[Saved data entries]

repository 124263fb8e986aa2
//! Which message a contextual action applies to.

use chatfeed_store::MessageId;

use crate::EngineError;
use crate::feed::Message;

/// Opaque handle to the place the selection was made from (a row, a menu
/// position). The engine stores it and hands it back; it never inspects it.
#[derive(Debug, Clone, Copy, PartialEq, Eq, Hash, Default)]
pub struct Anchor(pub u64);

/// The selected message, as it was when selected, and where it was selected.
#[derive(Debug, Clone, PartialEq, Eq)]
pub struct Selection {
    pub anchor: Anchor,
    pub message: Message,
}

impl Selection {
    /// Id of the selected message.
    pub fn target(&self) -> &MessageId {
        &self.message.id
    }
}

/// `Empty -> Selected -> Empty`. Selecting while selected replaces the pair.
#[derive(Debug, Clone, Default, PartialEq, Eq)]
pub enum SelectionState {
    #[default]
    Empty,
    Selected(Selection),
}

impl SelectionState {
    pub fn select(&mut self, anchor: Anchor, message: Message) {
        *self = SelectionState::Selected(Selection { anchor, message });
    }

    /// Return to `Empty`, handing back what was selected.
    pub fn clear(&mut self) -> Option<Selection> {
        match std::mem::take(self) {
            SelectionState::Empty => None,
            SelectionState::Selected(selection) => Some(selection),
        }
    }

    pub fn current(&self) -> Option<&Selection> {
        match self {
            SelectionState::Empty => None,
            SelectionState::Selected(selection) => Some(selection),
        }
    }

    pub fn is_empty(&self) -> bool {
        matches!(self, SelectionState::Empty)
    }

    /// Check that a contextual action on `target` is allowed.
    pub fn require(&self, target: &MessageId) -> Result<&Selection, EngineError> {
        let selection = self.current().ok_or(EngineError::NoSelection)?;
        if selection.target() != target {
            return Err(EngineError::SelectionMismatch {
                selected: selection.target().clone(),
                requested: target.clone(),
            });
        }
        Ok(selection)
    }
}

#[cfg(test)]
mod tests {
    use super::*;
    use chatfeed_store::UserId;
    use chrono::{TimeZone, Utc};

    fn message(id: &str) -> Message {
        Message {
            id: MessageId::from(id),
            text: format!("text {}", id),
            sent_by: UserId::from("u1"),
            sent_at: Utc.timestamp_opt(1, 0).unwrap(),
            sender: None,
        }
    }

    #[test]
    fn test_select_then_clear() {
        let mut state = SelectionState::default();
        assert!(state.is_empty());

        state.select(Anchor(7), message("m1"));
        let current = state.current().unwrap();
        assert_eq!(current.anchor, Anchor(7));
        assert_eq!(current.target(), &MessageId::from("m1"));
        assert_eq!(current.message.text, "text m1");

        let cleared = state.clear().unwrap();
        assert_eq!(cleared.message, message("m1"));
        assert!(state.is_empty());
        assert!(state.clear().is_none());
    }

    #[test]
    fn test_select_replaces_previous_pair() {
        let mut state = SelectionState::default();
        state.select(Anchor(1), message("m1"));
        state.select(Anchor(2), message("m2"));

        assert_eq!(
            state.current(),
            Some(&Selection {
                anchor: Anchor(2),
                message: message("m2"),
            })
        );
    }

    #[test]
    fn test_require() {
        let mut state = SelectionState::default();
        assert!(matches!(
            state.require(&MessageId::from("m1")),
            Err(EngineError::NoSelection)
        ));

        state.select(Anchor(1), message("m1"));
        assert!(state.require(&MessageId::from("m1")).is_ok());
        assert!(matches!(
            state.require(&MessageId::from("m2")),
            Err(EngineError::SelectionMismatch { .. })
        ));
    }
}
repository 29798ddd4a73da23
use auditrail_core::ActorIdentity;
use auditrail_domain::RequestMetadata;

/// Request-scoped context visible to code running on behalf of a request.
#[derive(Debug, Clone, Default, PartialEq, Eq)]
pub struct RequestContext {
    /// Client IP address after trusted-proxy resolution.
    pub ip_address: Option<String>,
    /// Client user agent.
    pub user_agent: Option<String>,
    /// HTTP method.
    pub http_method: Option<String>,
    /// Request path.
    pub path: Option<String>,
    /// Raw query string.
    pub query_string: Option<String>,
    /// Correlation id.
    pub correlation_id: Option<String>,
    /// Session id.
    pub session_id: Option<String>,
    /// Authenticated actor.
    pub actor: Option<ActorIdentity>,
}

impl RequestContext {
    /// Projects the context onto audit record request metadata.
    #[must_use]
    pub fn to_metadata(&self) -> RequestMetadata {
        RequestMetadata {
            ip_address: self.ip_address.clone(),
            http_method: self.http_method.clone(),
            request_path: self.path.clone(),
            query_string: self.query_string.clone(),
            correlation_id: self.correlation_id.clone(),
            session_id: self.session_id.clone(),
            user_agent: self.user_agent.clone(),
        }
    }
}

/// Port exposing the current request context, if any.
pub trait RequestContextSource: Send + Sync {
    /// Returns the context of the request being served, or `None` outside a request.
    fn current(&self) -> Option<RequestContext>;
}

/// Context source for background work that never runs inside a request.
#[derive(Debug, Clone, Copy, Default)]
pub struct NoRequestContext;

impl RequestContextSource for NoRequestContext {
    fn current(&self) -> Option<RequestContext> {
        None
    }
}
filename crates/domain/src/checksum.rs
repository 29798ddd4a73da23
use auditrail_core::UserId;
use base64::Engine;
use base64::engine::general_purpose::STANDARD;
use chrono::{DateTime, SecondsFormat, SubsecRound, Utc};
use sha2::{Digest, Sha256};

/// Sub-second digits that survive a round trip through `timestamptz`.
pub const STORAGE_SUBSECOND_DIGITS: u16 = 6;

/// Computes the tamper-evidence checksum of an audit record.
///
/// The digest covers action, subject type, subject id, the timestamp truncated to
/// storage precision and the actor id. Each field is framed by its byte length,
/// and optional fields by a presence tag, so no two distinct inputs share an encoding.
#[must_use]
pub fn compute_checksum(
    action: &str,
    subject_type: &str,
    subject_id: Option<&str>,
    occurred_at: DateTime<Utc>,
    actor_id: Option<UserId>,
) -> String {
    let timestamp = occurred_at
        .trunc_subsecs(STORAGE_SUBSECOND_DIGITS)
        .to_rfc3339_opts(SecondsFormat::Micros, true);
    let actor = actor_id.map(|value| value.to_string());

    let mut hasher = Sha256::new();
    push_field(&mut hasher, action);
    push_field(&mut hasher, subject_type);
    push_optional_field(&mut hasher, subject_id);
    push_field(&mut hasher, timestamp.as_str());
    push_optional_field(&mut hasher, actor.as_deref());

    STANDARD.encode(hasher.finalize())
}

fn push_field(hasher: &mut Sha256, value: &str) {
    hasher.update((value.len() as u64).to_be_bytes());
    hasher.update(value.as_bytes());
}

fn push_optional_field(hasher: &mut Sha256, value: Option<&str>) {
    match value {
        Some(value) => {
            hasher.update([1_u8]);
            push_field(hasher, value);
        }
        None => hasher.update([0_u8]),
    }
}

#[cfg(test)]
mod tests {
    use auditrail_core::UserId;
    use chrono::{DateTime, Duration, TimeZone, Utc};
    use proptest::prelude::*;
    use uuid::Uuid;

    use super::compute_checksum;

    fn timestamp(micros: i64) -> DateTime<Utc> {
        Utc.timestamp_micros(micros).single().unwrap_or_else(Utc::now)
    }

    #[test]
    fn sub_microsecond_noise_does_not_change_checksum() {
        let base = timestamp(1_700_000_000_123_456);
        let noisy = base + Duration::nanoseconds(789);

        assert_eq!(
            compute_checksum("employee.updated", "Employee", Some("1"), base, None),
            compute_checksum("employee.updated", "Employee", Some("1"), noisy, None)
        );
    }

    #[test]
    fn checksum_is_base64_sha256() {
        let checksum = compute_checksum("record.created", "Asset", None, timestamp(0), None);
        assert_eq!(checksum.len(), 44);
    }

    #[test]
    fn separator_characters_cannot_shift_between_fields() {
        let at = timestamp(1_700_000_000_000_000);
        assert_ne!(
            compute_checksum("employee.updated", "Employee|1", Some("2"), at, None),
            compute_checksum("employee.updated", "Employee", Some("1|2"), at, None)
        );
        assert_ne!(
            compute_checksum("employee.updated|Employee", "", Some("1"), at, None),
            compute_checksum("employee.updated", "|Employee", Some("1"), at, None)
        );
    }

    #[test]
    fn absent_and_empty_subject_ids_differ() {
        let at = timestamp(0);
        assert_ne!(
            compute_checksum("record.created", "Asset", None, at, None),
            compute_checksum("record.created", "Asset", Some(""), at, None)
        );
    }

    proptest! {
        #[test]
        fn moving_text_across_a_field_boundary_changes_checksum(
            combined in "[A-Za-z0-9|]{2,40}",
            split in any::<proptest::sample::Index>(),
            shift in 1_usize..8,
        ) {
            let first_split = split.index(combined.len() - 1) + 1;
            let second_split = (first_split + shift).min(combined.len());
            prop_assume!(first_split != second_split);

            let at = timestamp(1_700_000_000_000_000);
            let (left, right) = combined.split_at(first_split);
            let (shifted_left, shifted_right) = combined.split_at(second_split);
            prop_assert_ne!(
                compute_checksum("employee.updated", left, Some(right), at, None),
                compute_checksum("employee.updated", shifted_left, Some(shifted_right), at, None)
            );
        }

        #[test]
        fn checksum_is_deterministic(
            action in "[a-z_.]{1,32}",
            subject in "[A-Za-z]{1,16}",
            id in proptest::option::of("[0-9a-f-]{1,36}"),
            micros in 0_i64..4_000_000_000_000_000,
            actor in proptest::option::of(any::<u128>()),
        ) {
            let actor = actor.map(|value| UserId::from_uuid(Uuid::from_u128(value)));
            let first = compute_checksum(&action, &subject, id.as_deref(), timestamp(micros), actor);
            let second = compute_checksum(&action, &subject, id.as_deref(), timestamp(micros), actor);
            prop_assert_eq!(first, second);
        }

        #[test]
        fn altering_any_input_changes_checksum(
            action in "[a-z_.]{1,32}",
            subject in "[A-Za-z]{1,16}",
            id in "[0-9]{1,12}",
            micros in 0_i64..4_000_000_000_000_000,
            actor in any::<u128>(),
        ) {
            let actor_id = Some(UserId::from_uuid(Uuid::from_u128(actor)));
            let original = compute_checksum(&action, &subject, Some(&id), timestamp(micros), actor_id);

            let altered_action = format!("{action}x");
            let altered_subject = format!("{subject}x");
            let altered_id = format!("{id}0");
            let other_actor = Some(UserId::from_uuid(Uuid::from_u128(actor.wrapping_add(1))));

            prop_assert_ne!(&original, &compute_checksum(&altered_action, &subject, Some(&id), timestamp(micros), actor_id));
            prop_assert_ne!(&original, &compute_checksum(&action, &altered_subject, Some(&id), timestamp(micros), actor_id));
            prop_assert_ne!(&original, &compute_checksum(&action, &subject, Some(&altered_id), timestamp(micros), actor_id));
            prop_assert_ne!(&original, &compute_checksum(&action, &subject, Some(&id), timestamp(micros + 1), actor_id));
            prop_assert_ne!(&original, &compute_checksum(&action, &subject, Some(&id), timestamp(micros), other_actor));
        }
    }
}
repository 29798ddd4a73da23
use axum::Json;
use axum::extract::{Extension, Path, Query, State};
use axum::http::header;
use axum::response::{IntoResponse, Response};

use auditrail_application::ExportFormat;
use auditrail_core::{ActorIdentity, AppError};
use chrono::{Duration, Utc};
use uuid::Uuid;

use crate::dto::{
    AuditLogPageResponse, AuditLogQueryParams, AuditLogRequest, AuditRecordDetailResponse,
    AuditStatisticsResponse, EntityHistoryParams, ExportParams, IntegrityReportResponse,
    IntegrityVerifyParams, StatisticsQueryParams,
};
use crate::error::ApiResult;
use crate::state::AppState;

mod records;
mod reports;

pub use records::{audit_log_detail_handler, entity_history_handler, list_audit_logs_handler};
pub use reports::{audit_statistics_handler, export_audit_logs_handler, verify_integrity_handler};
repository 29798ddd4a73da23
use async_trait::async_trait;
use auditrail_core::AppResult;
use auditrail_domain::TrackedChange;
use serde_json::Value;

/// Port for persisting a unit of work of tracked entity changes.
#[async_trait]
pub trait EntityStore: Send + Sync {
    /// Persists the changes atomically, in tracking order.
    async fn persist(&self, changes: &[TrackedChange]) -> AppResult<()>;
}

/// Port for executing raw statement text against the shared store.
#[async_trait]
pub trait StatementExecutor: Send + Sync {
    /// Runs a query and returns each row as a JSON object.
    async fn query_rows(&self, statement: &str) -> AppResult<Vec<Value>>;

    /// Runs a statement and returns the number of affected rows.
    async fn execute(&self, statement: &str) -> AppResult<u64>;

    /// Runs a query and returns the first column of the first row.
    async fn query_scalar(&self, statement: &str) -> AppResult<Option<Value>>;
}
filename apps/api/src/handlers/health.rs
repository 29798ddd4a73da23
use axum::Json;
use axum::extract::State;
use axum::http::StatusCode;

use crate::dto::{HealthDependencyStatus, HealthResponse};
use crate::state::AppState;

mod checks;
mod handlers;

pub use handlers::health_handler;
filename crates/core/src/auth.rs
use serde::{Deserialize, Serialize};

use crate::{TenantId, UserId};

/// Identity of the actor performing an operation, as supplied by the
/// upstream authentication gateway.
#[derive(Debug, Clone, PartialEq, Eq, Serialize, Deserialize)]
pub struct ActorIdentity {
    user_id: UserId,
    email: Option<String>,
    role: Option<String>,
    tenant_id: Option<TenantId>,
}

impl ActorIdentity {
    /// Creates an actor identity.
    #[must_use]
    pub fn new(
        user_id: UserId,
        email: Option<String>,
        role: Option<String>,
        tenant_id: Option<TenantId>,
    ) -> Self {
        Self {
            user_id,
            email,
            role,
            tenant_id,
        }
    }

    /// Returns the stable user identifier.
    #[must_use]
    pub fn user_id(&self) -> UserId {
        self.user_id
    }

    /// Returns the email, if the gateway supplied one.
    #[must_use]
    pub fn email(&self) -> Option<&str> {
        self.email.as_deref()
    }

    /// Returns the role label, if the gateway supplied one.
    #[must_use]
    pub fn role(&self) -> Option<&str> {
        self.role.as_deref()
    }

    /// Returns the tenant the actor is operating in. Platform administrators have none.
    #[must_use]
    pub fn tenant_id(&self) -> Option<TenantId> {
        self.tenant_id
    }
}
use axum::Router;
use axum::middleware::{from_fn, from_fn_with_state};
use axum::routing::get;
use tower_http::trace::TraceLayer;

use crate::state::AppState;
use crate::{handlers, middleware};

mod audit;
mod internal;

pub fn build_router(app_state: AppState) -> Router {
    let protected_routes = Router::new()
        .merge(audit::build_audit_routes())
        .merge(internal::build_internal_routes())
        .route_layer(from_fn(middleware::require_actor));

    Router::new()
        .route("/health", get(handlers::health::health_handler))
        .merge(protected_routes)
        .layer(from_fn_with_state(
            app_state.clone(),
            middleware::scope_request_context,
        ))
        .layer(TraceLayer::new_for_http())
        .with_state(app_state)
}
use axum::Json;
use axum::extract::{Extension, State};

use auditrail_core::{ActorIdentity, AppResult};
use auditrail_domain::TrackedChange;

use crate::dto::{CaptureChangesRequest, CaptureChangesResponse};
use crate::error::ApiResult;
use crate::state::AppState;

/// Captures committed entity changes reported by an upstream service.
pub async fn capture_changes_handler(
    State(state): State<AppState>,
    Extension(actor): Extension<ActorIdentity>,
    Json(payload): Json<CaptureChangesRequest>,
) -> ApiResult<Json<CaptureChangesResponse>> {
    let changes = payload
        .changes
        .into_iter()
        .map(TrackedChange::try_from)
        .collect::<AppResult<Vec<_>>>()?;

    let captured = state
        .change_ingestion_service
        .ingest(&actor, changes)
        .await?;
    Ok(Json(CaptureChangesResponse { captured }))
}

Assignment:
Wherever "that" occurs in the records above, copy the line it sits in.

Answer box:
    /// Check that a contextual action on `target` is allowed.
/// Context source for background work that never runs inside a request.
/// Sub-second digits that survive a round trip through `timestamptz`.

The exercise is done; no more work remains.